From a high-water mark of $7.2 billion in 2010, tourism revenue in Egypt has fallen by 76 percent following the unrest of the Arab Spring. The decline has devastated the economy and, with it, Egypt’s Christians.
Copts, an estimated 10 percent of the population, make up more than half of tour operators and more than a quarter of the tourism workforce, according to Adel el-Gendy, a general manager in the Tourism Development Authority. Christians have better connections to the West, he said, and are often more skilled with languages.
Gendy, a Muslim, has been assigned development of the Holy Family route—25 locations that, according to tradition, were visited by Jesus, Joseph, and Mary as they fled Herod’s wrath. Relaunched with government and church fanfare in 2014, the route is close to being designated as a World Heritage site by UNESCO, he said. But the project has struggled as tourists stay away.

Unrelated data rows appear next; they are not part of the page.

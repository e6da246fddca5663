//! The favicon generation entry point.

use crate::config::GeneratorConfig;
use crate::error::GenerationError;
use crate::export::Exporter;
use crate::input::GenerationInput;
use crate::render::{DrawingBackend, GlyphRasterizer, ResvgBackend};
use crate::resource::ResourceRegistry;
use crate::result::GenerationResult;

// ============================================================================
// Configurable Trait
// ============================================================================

/// Trait for types that can be configured from a [`GeneratorConfig`].
pub trait Configurable {
    /// Applies a config's settings to this instance.
    fn apply_config(&mut self, config: &GeneratorConfig);

    /// Exports the current settings as a config.
    fn export_config(&self) -> GeneratorConfig;
}

// ============================================================================
// FaviconGenerator
// ============================================================================

/// Runs the rasterize-then-export pipeline for generation requests.
///
/// A generator owns its rasterizer and exporter and shares a
/// [`ResourceRegistry`] with its callers. It keeps no per-request state, so
/// one generator can serve any number of requests, from any thread.
///
/// # Pipeline
///
/// 1. **Rasterize**: draw the clamped text on a 32x32 background square.
/// 2. **Export**: encode PNG, SVG and icon artifacts.
/// 3. **Register**: expose each artifact through a [`ResourceHandle`].
///
/// Any failure collapses the request into an error with no handles.
///
/// # Example
///
/// ```
/// use favicon_renderer::{FaviconGenerator, GenerationInput, GeneratorConfig};
///
/// let generator = FaviconGenerator::new(GeneratorConfig::new().with_system_fonts(false));
/// let result = generator.generate(&GenerationInput::new("F", "#4F46E5", "#FFFFFF"));
///
/// assert!(result.is_success());
/// let svg = generator.registry().read(result.svg_handle().unwrap()).unwrap();
/// assert!(std::str::from_utf8(&svg).unwrap().contains("fill: #4F46E5"));
///
/// result.release_all(generator.registry());
/// ```
///
/// [`ResourceHandle`]: crate::ResourceHandle
pub struct FaviconGenerator {
    config: GeneratorConfig,
    rasterizer: GlyphRasterizer,
    exporter: Exporter,
    registry: ResourceRegistry,
}

impl Default for FaviconGenerator {
    fn default() -> Self {
        Self::new(GeneratorConfig::default())
    }
}

impl FaviconGenerator {
    /// Creates a generator using the resvg backend and a fresh registry.
    pub fn new(config: GeneratorConfig) -> Self {
        Self::with_registry(config, ResourceRegistry::new())
    }

    /// Creates a generator that registers resources in `registry`.
    pub fn with_registry(config: GeneratorConfig, registry: ResourceRegistry) -> Self {
        Self {
            rasterizer: GlyphRasterizer::from_config(&config),
            exporter: Exporter::from_config(&config),
            config,
            registry,
        }
    }

    /// Creates a generator drawing through a custom backend.
    pub fn with_backend(
        config: GeneratorConfig,
        backend: impl DrawingBackend + 'static,
        registry: ResourceRegistry,
    ) -> Self {
        Self {
            rasterizer: GlyphRasterizer::new(backend),
            exporter: Exporter::from_config(&config),
            config,
            registry,
        }
    }

    /// Returns the registry holding generated resources.
    pub fn registry(&self) -> &ResourceRegistry {
        &self.registry
    }

    /// Returns the rasterizer.
    pub fn rasterizer(&self) -> &GlyphRasterizer {
        &self.rasterizer
    }

    /// Returns the exporter.
    pub fn exporter(&self) -> &Exporter {
        &self.exporter
    }

    /// Generates the three favicon artifacts for `input`.
    ///
    /// Text longer than two characters is truncated first. Errors never
    /// escape: they are reported through [`GenerationResult::error`].
    pub fn generate(&self, input: &GenerationInput) -> GenerationResult {
        let input = input.clone().clamped();
        log::debug!("generating favicon for {:?}", input.text);

        let buffer = match self.rasterizer.rasterize(
            &input.text,
            &input.background_color,
            &input.foreground_color,
        ) {
            Ok(buffer) => buffer,
            Err(e) => {
                log::warn!("rasterization failed: {e}");
                return GenerationResult::failed(GenerationError::from(e));
            }
        };

        self.exporter.export(buffer, &input, &self.registry)
    }

    /// Releases `previous` and generates a new result for `input`.
    ///
    /// Use this when regenerating on every input change so earlier results
    /// do not accumulate in the registry.
    pub fn regenerate(
        &self,
        previous: GenerationResult,
        input: &GenerationInput,
    ) -> GenerationResult {
        previous.release_all(&self.registry);
        self.generate(input)
    }
}

impl Configurable for FaviconGenerator {
    /// Applies a config to this generator.
    ///
    /// The font database is only rebuilt when a font setting changed.
    ///
    /// # Example
    ///
    /// ```
    /// use favicon_renderer::{Configurable, FaviconGenerator, GeneratorConfig, IconMode};
    ///
    /// let mut generator = FaviconGenerator::new(GeneratorConfig::new().with_system_fonts(false));
    /// generator.apply_config(
    ///     &GeneratorConfig::new()
    ///         .with_system_fonts(false)
    ///         .with_icon_mode(IconMode::IcoContainer),
    /// );
    ///
    /// assert_eq!(generator.exporter().icon_mode(), IconMode::IcoContainer);
    /// ```
    fn apply_config(&mut self, config: &GeneratorConfig) {
        let fonts_changed = config.load_system_fonts != self.config.load_system_fonts
            || config.font_files != self.config.font_files;
        if fonts_changed {
            self.rasterizer = GlyphRasterizer::new(ResvgBackend::from_config(config));
        }

        self.exporter = Exporter::from_config(config);
        self.config = config.clone();
    }

    /// Exports the generator's current settings.
    fn export_config(&self) -> GeneratorConfig {
        self.config.clone()
    }
}

// ============================================================================
// Tests
// ============================================================================

#[cfg(test)]
mod tests {
    use super::*;
    use crate::config::IconMode;
    use crate::error::{ErrorKind, FALLBACK_ERROR_MESSAGE, TextRenderError};
    use crate::surface::SizePx;
    use image::{ImageFormat, Rgba, RgbaImage};

    struct NoContext;

    impl DrawingBackend for NoContext {
        fn create_surface(&self, _size: SizePx) -> Option<RgbaImage> {
            None
        }

        fn fill_text(&self, _: &mut RgbaImage, _: &str, _: Rgba<u8>) -> Result<(), TextRenderError> {
            Ok(())
        }
    }

    fn offline_config() -> GeneratorConfig {
        GeneratorConfig::new().with_system_fonts(false)
    }

    fn generator() -> FaviconGenerator {
        FaviconGenerator::new(GeneratorConfig::test_font_only())
    }

    fn png_of(generator: &FaviconGenerator, text: &str, bg: &str, fg: &str) -> Vec<u8> {
        let result = generator.generate(&GenerationInput::new(text, bg, fg));
        let png = generator.registry().read(result.png_handle().unwrap()).unwrap();
        result.release_all(generator.registry());
        png.to_vec()
    }

    fn decode_png(bytes: &[u8]) -> RgbaImage {
        image::load_from_memory_with_format(bytes, ImageFormat::Png)
            .unwrap()
            .to_rgba8()
    }

    #[test]
    fn indigo_f_produces_three_urls() {
        let generator = generator();
        let result = generator.generate(&GenerationInput::new("F", "#4F46E5", "#FFFFFF"));

        let urls = result.urls();
        assert!(urls.png_url.is_some());
        assert!(urls.svg_url.is_some());
        assert!(urls.ico_url.is_some());
        assert!(urls.error.is_none());

        let svg = generator.registry().read(result.svg_handle().unwrap()).unwrap();
        let svg = std::str::from_utf8(&svg).unwrap();
        assert!(svg.contains("fill: #4F46E5"));
        assert!(svg.contains("fill: #FFFFFF"));

        result.release_all(generator.registry());
    }

    #[test]
    fn every_text_length_succeeds() {
        let generator = generator();
        for text in ["", "A", "AB", "日本"] {
            let result = generator.generate(&GenerationInput::new(text, "white", "black"));
            assert!(result.is_success(), "{text:?} should succeed");
            assert!(result.error().is_none());
            result.release_all(generator.registry());
        }
        assert_eq!(generator.registry().live_count(), 0);
    }

    #[test]
    fn missing_surface_fails_with_fallback_message() {
        let generator =
            FaviconGenerator::with_backend(offline_config(), NoContext, ResourceRegistry::new());
        let result = generator.generate(&GenerationInput::default());

        assert_eq!(result.error().unwrap().kind, ErrorKind::SurfaceUnavailable);
        assert_eq!(
            result.urls().to_json().unwrap(),
            r#"{"icoUrl":null,"pngUrl":null,"svgUrl":null,"error":"Failed to create image data URL."}"#
        );
        assert_eq!(result.error().unwrap().message, FALLBACK_ERROR_MESSAGE);
        assert_eq!(generator.registry().live_count(), 0);
    }

    #[test]
    fn identical_inputs_give_identical_bytes() {
        let generator = generator();
        let input = GenerationInput::new("Ab", "#112233", "#ffeedd");

        let first = generator.generate(&input);
        let second = generator.generate(&input);

        let registry = generator.registry();
        let bytes = |result: &GenerationResult| {
            let handles = result.handles().unwrap();
            (
                registry.read(&handles.png).unwrap(),
                registry.read(&handles.svg).unwrap(),
                registry.read(&handles.ico).unwrap(),
            )
        };
        let (png_a, svg_a, ico_a) = bytes(&first);
        let (png_b, svg_b, ico_b) = bytes(&second);

        assert_eq!(png_a, png_b);
        assert_eq!(svg_a, svg_b);
        assert_eq!(ico_a, png_a);
        assert_eq!(ico_b, png_b);

        let decoded = decode_png(&png_a);
        assert!(decoded.pixels().any(|p| p.0 != [0x11, 0x22, 0x33, 255]));

        first.release_all(registry);
        second.release_all(registry);
    }

    #[test]
    fn corners_keep_background_color() {
        let generator = generator();
        for text in ["W", "MW"] {
            let decoded = decode_png(&png_of(&generator, text, "#4F46E5", "#FFFFFF"));

            for (x, y) in [(0, 0), (31, 0), (0, 31), (31, 31)] {
                assert_eq!(decoded.get_pixel(x, y).0, [0x4f, 0x46, 0xe5, 255]);
            }
            assert!(decoded.pixels().any(|p| p[0] > 200));
        }
    }

    #[test]
    fn third_character_never_appears() {
        let generator = generator();
        let truncated = generator.generate(&GenerationInput {
            text: "ABQ".into(),
            background_color: "#000".into(),
            foreground_color: "#fff".into(),
        });
        let exact = generator.generate(&GenerationInput::new("AB", "#000", "#fff"));

        let registry = generator.registry();
        let svg = registry.read(truncated.svg_handle().unwrap()).unwrap();
        let svg = std::str::from_utf8(&svg).unwrap();
        assert!(svg.contains(">AB</text>"));
        assert!(!svg.contains('Q'));

        assert_eq!(
            registry.read(truncated.png_handle().unwrap()).unwrap(),
            registry.read(exact.png_handle().unwrap()).unwrap()
        );
        assert_ne!(
            png_of(&generator, "AB", "#000", "#fff"),
            png_of(&generator, "AC", "#000", "#fff")
        );

        truncated.release_all(registry);
        exact.release_all(registry);
    }

    #[test_log::test]
    fn missing_fonts_still_produce_background_square() {
        let generator = FaviconGenerator::new(offline_config());
        let decoded = decode_png(&png_of(&generator, "F", "#4F46E5", "#FFFFFF"));

        assert!(decoded.pixels().all(|p| p.0 == [0x4f, 0x46, 0xe5, 255]));
        assert_eq!(generator.registry().live_count(), 0);
    }

    #[test]
    fn released_handles_cannot_be_fetched() {
        let generator = generator();
        let result = generator.generate(&GenerationInput::default());
        let urls = result.urls();

        result.release_all(generator.registry());

        for url in [urls.ico_url, urls.png_url, urls.svg_url].into_iter().flatten() {
            assert!(generator.registry().fetch(&url).is_err());
        }
    }

    #[test]
    fn regenerate_releases_previous_result() {
        let generator = generator();
        let mut result = generator.generate(&GenerationInput::new("A", "red", "white"));

        for text in ["B", "C", "D"] {
            result = generator.regenerate(result, &GenerationInput::new(text, "red", "white"));
            assert_eq!(generator.registry().live_count(), 3);
        }

        result.release_all(generator.registry());
        assert_eq!(generator.registry().live_count(), 0);
    }

    #[test]
    fn generator_is_shareable_across_threads() {
        let generator = std::sync::Arc::new(generator());

        let workers: Vec<_> = (0..4)
            .map(|i| {
                let generator = std::sync::Arc::clone(&generator);
                std::thread::spawn(move || {
                    let input = GenerationInput::new(format!("{i}"), "black", "white");
                    let result = generator.generate(&input);
                    assert!(result.is_success());
                    result.release_all(generator.registry());
                })
            })
            .collect();

        for worker in workers {
            worker.join().unwrap();
        }
        assert_eq!(generator.registry().live_count(), 0);
    }

    #[test]
    fn config_round_trips_through_generator() {
        let mut generator = generator();
        let config = GeneratorConfig::test_font_only().with_icon_mode(IconMode::IcoContainer);

        generator.apply_config(&config);

        assert_eq!(generator.export_config(), config);
        let result = generator.generate(&GenerationInput::default());
        let ico = generator.registry().read(result.ico_handle().unwrap()).unwrap();
        assert_eq!(&ico[..4], &[0, 0, 1, 0]);
        result.release_all(generator.registry());
    }
}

The route runs through Old Cairo, which boasts churches dating back to the fourth century but feels like a ghost town. Souvenir shops are open, but their lights dim. “Our income has dropped by 90 percent,” said Angelos Gergis, the Coptic Orthodox priest at St. Sergius Church, built above a cave where tradition says the Holy Family stayed three months. “We are assigned to assist 100 poor families in the area, but we used to help so many more.”
There are no tourist fees at Christian religious sites, but many visitors leave donations. “You can see things in Egypt you won’t see anywhere else,” he said. “And if you have any sympathy for us, please come. Your visit does help…
Please click here to read the rest of the article at Christianity Today.
One reply on “Want to Help Christians Stay in the Middle East? Start with Your Vacation”
Well said Jayson and so true, praying that this is picked up by the secular nationals to counter act on the continuous negative misinformation which is a large reason for tourists being put off. Do you have any contact with Christian Today which I believe is more UK based., but it would be nice to see it appear in there.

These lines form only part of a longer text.